◆ **Your assignment**: Say nothing but the number of lines below in which the string "crate" appears.

◆ **Information supplied**:
....

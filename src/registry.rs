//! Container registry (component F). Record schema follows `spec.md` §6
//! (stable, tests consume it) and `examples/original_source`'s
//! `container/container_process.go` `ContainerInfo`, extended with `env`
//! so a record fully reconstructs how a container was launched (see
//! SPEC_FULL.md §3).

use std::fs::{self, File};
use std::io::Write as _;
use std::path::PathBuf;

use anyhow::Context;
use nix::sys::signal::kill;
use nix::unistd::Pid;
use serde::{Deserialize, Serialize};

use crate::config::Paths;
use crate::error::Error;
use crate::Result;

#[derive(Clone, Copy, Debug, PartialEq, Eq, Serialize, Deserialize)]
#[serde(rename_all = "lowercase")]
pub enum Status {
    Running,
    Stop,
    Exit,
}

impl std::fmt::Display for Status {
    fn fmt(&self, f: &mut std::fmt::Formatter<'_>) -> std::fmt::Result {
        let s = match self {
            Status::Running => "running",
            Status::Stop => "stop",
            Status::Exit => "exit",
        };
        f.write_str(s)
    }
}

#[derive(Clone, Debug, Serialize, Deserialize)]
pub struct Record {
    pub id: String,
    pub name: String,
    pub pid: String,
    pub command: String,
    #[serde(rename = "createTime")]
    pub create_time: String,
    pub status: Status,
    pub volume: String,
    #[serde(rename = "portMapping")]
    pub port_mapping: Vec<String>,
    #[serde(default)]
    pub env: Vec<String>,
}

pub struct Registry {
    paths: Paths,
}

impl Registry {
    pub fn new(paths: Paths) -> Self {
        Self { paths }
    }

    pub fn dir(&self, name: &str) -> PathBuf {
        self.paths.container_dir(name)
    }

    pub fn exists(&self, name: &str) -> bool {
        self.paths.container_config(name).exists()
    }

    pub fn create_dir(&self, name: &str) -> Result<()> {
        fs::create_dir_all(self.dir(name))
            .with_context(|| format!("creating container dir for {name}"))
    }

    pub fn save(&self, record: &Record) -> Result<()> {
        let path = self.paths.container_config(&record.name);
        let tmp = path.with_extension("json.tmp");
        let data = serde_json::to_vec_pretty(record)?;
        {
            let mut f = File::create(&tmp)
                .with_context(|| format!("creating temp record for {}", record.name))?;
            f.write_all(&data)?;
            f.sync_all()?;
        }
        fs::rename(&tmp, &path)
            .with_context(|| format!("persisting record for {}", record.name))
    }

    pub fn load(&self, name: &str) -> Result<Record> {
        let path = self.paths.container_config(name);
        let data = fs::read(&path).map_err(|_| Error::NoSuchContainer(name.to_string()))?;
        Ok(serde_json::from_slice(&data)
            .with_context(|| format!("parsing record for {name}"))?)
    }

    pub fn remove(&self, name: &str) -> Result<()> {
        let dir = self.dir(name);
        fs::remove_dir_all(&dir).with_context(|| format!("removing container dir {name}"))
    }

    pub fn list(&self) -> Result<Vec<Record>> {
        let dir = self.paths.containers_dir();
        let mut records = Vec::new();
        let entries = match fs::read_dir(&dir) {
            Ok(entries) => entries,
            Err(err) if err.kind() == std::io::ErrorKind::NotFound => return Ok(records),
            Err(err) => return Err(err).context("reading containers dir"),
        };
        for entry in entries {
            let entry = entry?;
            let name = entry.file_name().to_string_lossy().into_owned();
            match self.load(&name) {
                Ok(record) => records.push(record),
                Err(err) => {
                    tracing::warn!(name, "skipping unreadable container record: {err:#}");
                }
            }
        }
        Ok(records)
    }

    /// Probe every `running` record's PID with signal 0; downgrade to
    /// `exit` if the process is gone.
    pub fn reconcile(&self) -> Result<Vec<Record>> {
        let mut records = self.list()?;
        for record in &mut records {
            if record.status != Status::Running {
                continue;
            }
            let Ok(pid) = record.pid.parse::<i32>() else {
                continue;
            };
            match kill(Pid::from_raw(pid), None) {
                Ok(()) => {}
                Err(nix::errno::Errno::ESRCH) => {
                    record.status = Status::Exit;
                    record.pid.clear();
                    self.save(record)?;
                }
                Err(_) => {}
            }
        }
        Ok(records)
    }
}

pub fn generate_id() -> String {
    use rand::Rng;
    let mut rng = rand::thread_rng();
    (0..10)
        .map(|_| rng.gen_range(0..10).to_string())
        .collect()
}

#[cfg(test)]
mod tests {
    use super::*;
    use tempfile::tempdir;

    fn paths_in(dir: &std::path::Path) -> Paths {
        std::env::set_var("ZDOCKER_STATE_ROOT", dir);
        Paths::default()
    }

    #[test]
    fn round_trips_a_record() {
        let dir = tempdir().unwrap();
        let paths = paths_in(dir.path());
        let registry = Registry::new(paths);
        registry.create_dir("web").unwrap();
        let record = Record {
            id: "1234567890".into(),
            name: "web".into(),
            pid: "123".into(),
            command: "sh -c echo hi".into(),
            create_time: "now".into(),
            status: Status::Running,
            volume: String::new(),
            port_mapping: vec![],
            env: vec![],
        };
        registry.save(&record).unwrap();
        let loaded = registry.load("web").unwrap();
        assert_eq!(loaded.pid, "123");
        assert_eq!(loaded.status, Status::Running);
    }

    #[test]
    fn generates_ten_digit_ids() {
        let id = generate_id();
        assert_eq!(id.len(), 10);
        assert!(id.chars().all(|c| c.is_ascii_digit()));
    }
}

....

◆ **Answer to this problem**: 3